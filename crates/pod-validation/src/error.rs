// Error types for manifest validation

use serde::Serialize;
use std::fmt;
use thiserror::Error;

/// Structured validation error kinds
#[derive(Debug, Clone, PartialEq, Eq, Serialize)]
#[serde(tag = "type", content = "data")]
pub enum ValidationErrorKind {
    /// Field is missing, or present but blank
    Required { field: String },

    /// Field holds a value outside its fixed set
    UnsupportedValue { field: String, value: String },

    /// Field does not match its format pattern
    InvalidFormat { field: String, value: String },

    /// Numeric field written as a string
    MustBeInt { field: String },

    /// Port number outside 1..=65535
    OutOfRange { field: String },
}

impl ValidationErrorKind {
    pub fn required(field: &str) -> Self {
        ValidationErrorKind::Required {
            field: field.to_string(),
        }
    }

    pub fn unsupported_value(field: &str, value: &str) -> Self {
        ValidationErrorKind::UnsupportedValue {
            field: field.to_string(),
            value: value.to_string(),
        }
    }

    pub fn invalid_format(field: &str, value: &str) -> Self {
        ValidationErrorKind::InvalidFormat {
            field: field.to_string(),
            value: value.to_string(),
        }
    }

    pub fn must_be_int(field: &str) -> Self {
        ValidationErrorKind::MustBeInt {
            field: field.to_string(),
        }
    }

    pub fn out_of_range(field: &str) -> Self {
        ValidationErrorKind::OutOfRange {
            field: field.to_string(),
        }
    }

    /// The manifest field this error is about
    pub fn field(&self) -> &str {
        match self {
            ValidationErrorKind::Required { field }
            | ValidationErrorKind::UnsupportedValue { field, .. }
            | ValidationErrorKind::InvalidFormat { field, .. }
            | ValidationErrorKind::MustBeInt { field }
            | ValidationErrorKind::OutOfRange { field } => field,
        }
    }

    /// Get the error code for this error kind
    pub fn error_code(&self) -> &'static str {
        match self {
            ValidationErrorKind::Required { .. } => "P-1-10",
            ValidationErrorKind::MustBeInt { .. } => "P-1-11",
            ValidationErrorKind::UnsupportedValue { .. } => "P-1-12",
            ValidationErrorKind::InvalidFormat { .. } => "P-1-13",
            ValidationErrorKind::OutOfRange { .. } => "P-1-14",
        }
    }

    /// Format the human-readable message for this error kind
    pub fn message(&self) -> String {
        match self {
            ValidationErrorKind::Required { field } => format!("{} is required", field),
            ValidationErrorKind::UnsupportedValue { field, value } => {
                format!("{} has unsupported value '{}'", field, value)
            }
            ValidationErrorKind::InvalidFormat { field, value } => {
                format!("{} has invalid format '{}'", field, value)
            }
            ValidationErrorKind::MustBeInt { field } => format!("{} must be int", field),
            ValidationErrorKind::OutOfRange { field } => format!("{} value out of range", field),
        }
    }
}

/// A single rule violation.
///
/// `line` is `None` when the offending key is absent from the document, since
/// there is nothing to point at.
#[derive(Debug, Clone, PartialEq, Eq, Error)]
pub struct ValidationError {
    /// The structured error kind
    pub kind: ValidationErrorKind,
    /// 1-based source line of the offending value
    pub line: Option<usize>,
    /// Where in the document the error was raised (e.g. `spec.containers.[0].image`)
    pub instance_path: InstancePath,
}

impl fmt::Display for ValidationError {
    fn fmt(&self, f: &mut fmt::Formatter<'_>) -> fmt::Result {
        match self.line {
            Some(line) => write!(f, "{} {}", line, self.kind.message()),
            None => write!(f, "{}", self.kind.message()),
        }
    }
}

impl ValidationError {
    pub fn new(kind: ValidationErrorKind, line: Option<usize>, instance_path: InstancePath) -> Self {
        Self {
            kind,
            line,
            instance_path,
        }
    }

    /// Get the human-readable message for this error
    pub fn message(&self) -> String {
        self.kind.message()
    }

    /// Get the error code for this error
    pub fn error_code(&self) -> &'static str {
        self.kind.error_code()
    }

    /// Render the diagnostic line printed for `filename`.
    ///
    /// `pod.yaml: name is required` without a line,
    /// `pod.yaml:7 kind has unsupported value 'Deployment'` with one.
    pub fn render(&self, filename: &str) -> String {
        match self.line {
            Some(line) => format!("{}:{} {}", filename, line, self.kind.message()),
            None => format!("{}: {}", filename, self.kind.message()),
        }
    }
}

/// Instance path (e.g., ["spec", "containers", 0, "image"])
#[derive(Debug, Clone, Default, PartialEq, Eq)]
pub struct InstancePath {
    segments: Vec<PathSegment>,
}

impl InstancePath {
    pub fn new() -> Self {
        Self {
            segments: Vec::new(),
        }
    }

    pub fn push(&mut self, segment: PathSegment) {
        self.segments.push(segment);
    }

    pub fn push_key(&mut self, key: impl Into<String>) {
        self.segments.push(PathSegment::Key(key.into()));
    }

    pub fn pop(&mut self) -> Option<PathSegment> {
        self.segments.pop()
    }
}

impl fmt::Display for InstancePath {
    fn fmt(&self, f: &mut fmt::Formatter<'_>) -> fmt::Result {
        if self.segments.is_empty() {
            write!(f, "(root)")
        } else {
            for (i, segment) in self.segments.iter().enumerate() {
                if i > 0 {
                    write!(f, ".")?;
                }
                write!(f, "{}", segment)?;
            }
            Ok(())
        }
    }
}

/// A segment in an instance path
#[derive(Debug, Clone, PartialEq, Eq)]
pub enum PathSegment {
    /// Mapping key
    Key(String),
    /// Sequence index
    Index(usize),
}

impl fmt::Display for PathSegment {
    fn fmt(&self, f: &mut fmt::Formatter<'_>) -> fmt::Result {
        match self {
            PathSegment::Key(key) => write!(f, "{}", key),
            PathSegment::Index(index) => write!(f, "[{}]", index),
        }
    }
}

#[cfg(test)]
mod tests {
    use super::*;

    #[test]
    fn test_instance_path_display() {
        let mut path = InstancePath::new();
        assert_eq!(path.to_string(), "(root)");

        path.push_key("spec");
        path.push_key("containers");
        path.push(PathSegment::Index(0));
        path.push_key("image");
        assert_eq!(path.to_string(), "spec.containers.[0].image");

        assert_eq!(path.pop(), Some(PathSegment::Key("image".into())));
        assert_eq!(path.to_string(), "spec.containers.[0]");
    }

    #[test]
    fn test_messages() {
        assert_eq!(
            ValidationErrorKind::required("apiVersion").message(),
            "apiVersion is required"
        );
        assert_eq!(
            ValidationErrorKind::unsupported_value("kind", "Deployment").message(),
            "kind has unsupported value 'Deployment'"
        );
        assert_eq!(
            ValidationErrorKind::invalid_format("memory", "128MB").message(),
            "memory has invalid format '128MB'"
        );
        assert_eq!(
            ValidationErrorKind::must_be_int("containerPort").message(),
            "containerPort must be int"
        );
        assert_eq!(
            ValidationErrorKind::out_of_range("port").message(),
            "port value out of range"
        );
    }

    #[test]
    fn test_render_with_and_without_line() {
        let missing = ValidationError::new(
            ValidationErrorKind::required("spec"),
            None,
            InstancePath::new(),
        );
        assert_eq!(missing.render("pod.yaml"), "pod.yaml: spec is required");

        let located = ValidationError::new(
            ValidationErrorKind::unsupported_value("kind", "Deployment"),
            Some(2),
            InstancePath::new(),
        );
        assert_eq!(
            located.render("pod.yaml"),
            "pod.yaml:2 kind has unsupported value 'Deployment'"
        );
    }

    #[test]
    fn test_error_codes_and_field() {
        let kind = ValidationErrorKind::out_of_range("containerPort");
        assert_eq!(kind.field(), "containerPort");
        assert_eq!(kind.error_code(), "P-1-14");
        assert_eq!(ValidationErrorKind::required("image").error_code(), "P-1-10");
    }

    #[test]
    fn test_kind_serializes_tagged() {
        let json = serde_json::to_value(ValidationErrorKind::must_be_int("cpu")).unwrap();
        assert_eq!(json["type"], "MustBeInt");
        assert_eq!(json["data"]["field"], "cpu");
    }
}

------------------------------------

Every line of the material is to be set down again verbatim.

--- Result of the exercise ---
filename crates/pod-validation/src/error.rs
// Error types for manifest validation

use serde::Serialize;
use std::fmt;
use thiserror::Error;

/// Structured validation error kinds
#[derive(Debug, Clone, PartialEq, Eq, Serialize)]
#[serde(tag = "type", content = "data")]
pub enum ValidationErrorKind {
    /// Field is missing, or present but blank
    Required { field: String },

    /// Field holds a value outside its fixed set
    UnsupportedValue { field: String, value: String },

    /// Field does not match its format pattern
    InvalidFormat { field: String, value: String },

    /// Numeric field written as a string
    MustBeInt { field: String },

    /// Port number outside 1..=65535
    OutOfRange { field: String },
}

impl ValidationErrorKind {
    pub fn required(field: &str) -> Self {
        ValidationErrorKind::Required {
            field: field.to_string(),
        }
    }

    pub fn unsupported_value(field: &str, value: &str) -> Self {
        ValidationErrorKind::UnsupportedValue {
            field: field.to_string(),
            value: value.to_string(),
        }
    }

    pub fn invalid_format(field: &str, value: &str) -> Self {
        ValidationErrorKind::InvalidFormat {
            field: field.to_string(),
            value: value.to_string(),
        }
    }

    pub fn must_be_int(field: &str) -> Self {
        ValidationErrorKind::MustBeInt {
            field: field.to_string(),
        }
    }

    pub fn out_of_range(field: &str) -> Self {
        ValidationErrorKind::OutOfRange {
            field: field.to_string(),
        }
    }

    /// The manifest field this error is about
    pub fn field(&self) -> &str {
        match self {
            ValidationErrorKind::Required { field }
            | ValidationErrorKind::UnsupportedValue { field, .. }
            | ValidationErrorKind::InvalidFormat { field, .. }
            | ValidationErrorKind::MustBeInt { field }
            | ValidationErrorKind::OutOfRange { field } => field,
        }
    }

    /// Get the error code for this error kind
    pub fn error_code(&self) -> &'static str {
        match self {
            ValidationErrorKind::Required { .. } => "P-1-10",
            ValidationErrorKind::MustBeInt { .. } => "P-1-11",
            ValidationErrorKind::UnsupportedValue { .. } => "P-1-12",
            ValidationErrorKind::InvalidFormat { .. } => "P-1-13",
            ValidationErrorKind::OutOfRange { .. } => "P-1-14",
        }
    }

    /// Format the human-readable message for this error kind
    pub fn message(&self) -> String {
        match self {
            ValidationErrorKind::Required { field } => format!("{} is required", field),
            ValidationErrorKind::UnsupportedValue { field, value } => {
                format!("{} has unsupported value '{}'", field, value)
            }
            ValidationErrorKind::InvalidFormat { field, value } => {
                format!("{} has invalid format '{}'", field, value)
            }
            ValidationErrorKind::MustBeInt { field } => format!("{} must be int", field),
            ValidationErrorKind::OutOfRange { field } => format!("{} value out of range", field),
        }
    }
}

/// A single rule violation.
///
/// `line` is `None` when the offending key is absent from the document, since
/// there is nothing to point at.
#[derive(Debug, Clone, PartialEq, Eq, Error)]
pub struct ValidationError {
    /// The structured error kind
    pub kind: ValidationErrorKind,
    /// 1-based source line of the offending value
    pub line: Option<usize>,
    /// Where in the document the error was raised (e.g. `spec.containers.[0].image`)
    pub instance_path: InstancePath,
}

impl fmt::Display for ValidationError {
    fn fmt(&self, f: &mut fmt::Formatter<'_>) -> fmt::Result {
        match self.line {
            Some(line) => write!(f, "{} {}", line, self.kind.message()),
            None => write!(f, "{}", self.kind.message()),
        }
    }
}

impl ValidationError {
    pub fn new(kind: ValidationErrorKind, line: Option<usize>, instance_path: InstancePath) -> Self {
        Self {
            kind,
            line,
            instance_path,
        }
    }

    /// Get the human-readable message for this error
    pub fn message(&self) -> String {
        self.kind.message()
    }

    /// Get the error code for this error
    pub fn error_code(&self) -> &'static str {
        self.kind.error_code()
    }

    /// Render the diagnostic line printed for `filename`.
    ///
    /// `pod.yaml: name is required` without a line,
    /// `pod.yaml:7 kind has unsupported value 'Deployment'` with one.
    pub fn render(&self, filename: &str) -> String {
        match self.line {
            Some(line) => format!("{}:{} {}", filename, line, self.kind.message()),
            None => format!("{}: {}", filename, self.kind.message()),
        }
    }
}

/// Instance path (e.g., ["spec", "containers", 0, "image"])
#[derive(Debug, Clone, Default, PartialEq, Eq)]
pub struct InstancePath {
    segments: Vec<PathSegment>,
}

impl InstancePath {
    pub fn new() -> Self {
        Self {
            segments: Vec::new(),
        }
    }

    pub fn push(&mut self, segment: PathSegment) {
        self.segments.push(segment);
    }

    pub fn push_key(&mut self, key: impl Into<String>) {
        self.segments.push(PathSegment::Key(key.into()));
    }

    pub fn pop(&mut self) -> Option<PathSegment> {
        self.segments.pop()
    }
}

impl fmt::Display for InstancePath {
    fn fmt(&self, f: &mut fmt::Formatter<'_>) -> fmt::Result {
        if self.segments.is_empty() {
            write!(f, "(root)")
        } else {
            for (i, segment) in self.segments.iter().enumerate() {
                if i > 0 {
                    write!(f, ".")?;
                }
                write!(f, "{}", segment)?;
            }
            Ok(())
        }
    }
}

/// A segment in an instance path
#[derive(Debug, Clone, PartialEq, Eq)]
pub enum PathSegment {
    /// Mapping key
    Key(String),
    /// Sequence index
    Index(usize),
}

impl fmt::Display for PathSegment {
    fn fmt(&self, f: &mut fmt::Formatter<'_>) -> fmt::Result {
        match self {
            PathSegment::Key(key) => write!(f, "{}", key),
            PathSegment::Index(index) => write!(f, "[{}]", index),
        }
    }
}

#[cfg(test)]
mod tests {
    use super::*;

    #[test]
    fn test_instance_path_display() {
        let mut path = InstancePath::new();
        assert_eq!(path.to_string(), "(root)");

        path.push_key("spec");
        path.push_key("containers");
        path.push(PathSegment::Index(0));
        path.push_key("image");
        assert_eq!(path.to_string(), "spec.containers.[0].image");

        assert_eq!(path.pop(), Some(PathSegment::Key("image".into())));
        assert_eq!(path.to_string(), "spec.containers.[0]");
    }

    #[test]
    fn test_messages() {
        assert_eq!(
            ValidationErrorKind::required("apiVersion").message(),
            "apiVersion is required"
        );
        assert_eq!(
            ValidationErrorKind::unsupported_value("kind", "Deployment").message(),
            "kind has unsupported value 'Deployment'"
        );
        assert_eq!(
            ValidationErrorKind::invalid_format("memory", "128MB").message(),
            "memory has invalid format '128MB'"
        );
        assert_eq!(
            ValidationErrorKind::must_be_int("containerPort").message(),
            "containerPort must be int"
        );
        assert_eq!(
            ValidationErrorKind::out_of_range("port").message(),
            "port value out of range"
        );
    }

    #[test]
    fn test_render_with_and_without_line() {
        let missing = ValidationError::new(
            ValidationErrorKind::required("spec"),
            None,
            InstancePath::new(),
        );
        assert_eq!(missing.render("pod.yaml"), "pod.yaml: spec is required");

        let located = ValidationError::new(
            ValidationErrorKind::unsupported_value("kind", "Deployment"),
            Some(2),
            InstancePath::new(),
        );
        assert_eq!(
            located.render("pod.yaml"),
            "pod.yaml:2 kind has unsupported value 'Deployment'"
        );
    }

    #[test]
    fn test_error_codes_and_field() {
        let kind = ValidationErrorKind::out_of_range("containerPort");
        assert_eq!(kind.field(), "containerPort");
        assert_eq!(kind.error_code(), "P-1-14");
        assert_eq!(ValidationErrorKind::required("image").error_code(), "P-1-10");
    }

    #[test]
    fn test_kind_serializes_tagged() {
        let json = serde_json::to_value(ValidationErrorKind::must_be_int("cpu")).unwrap();
        assert_eq!(json["type"], "MustBeInt");
        assert_eq!(json["data"]["field"], "cpu");
    }
}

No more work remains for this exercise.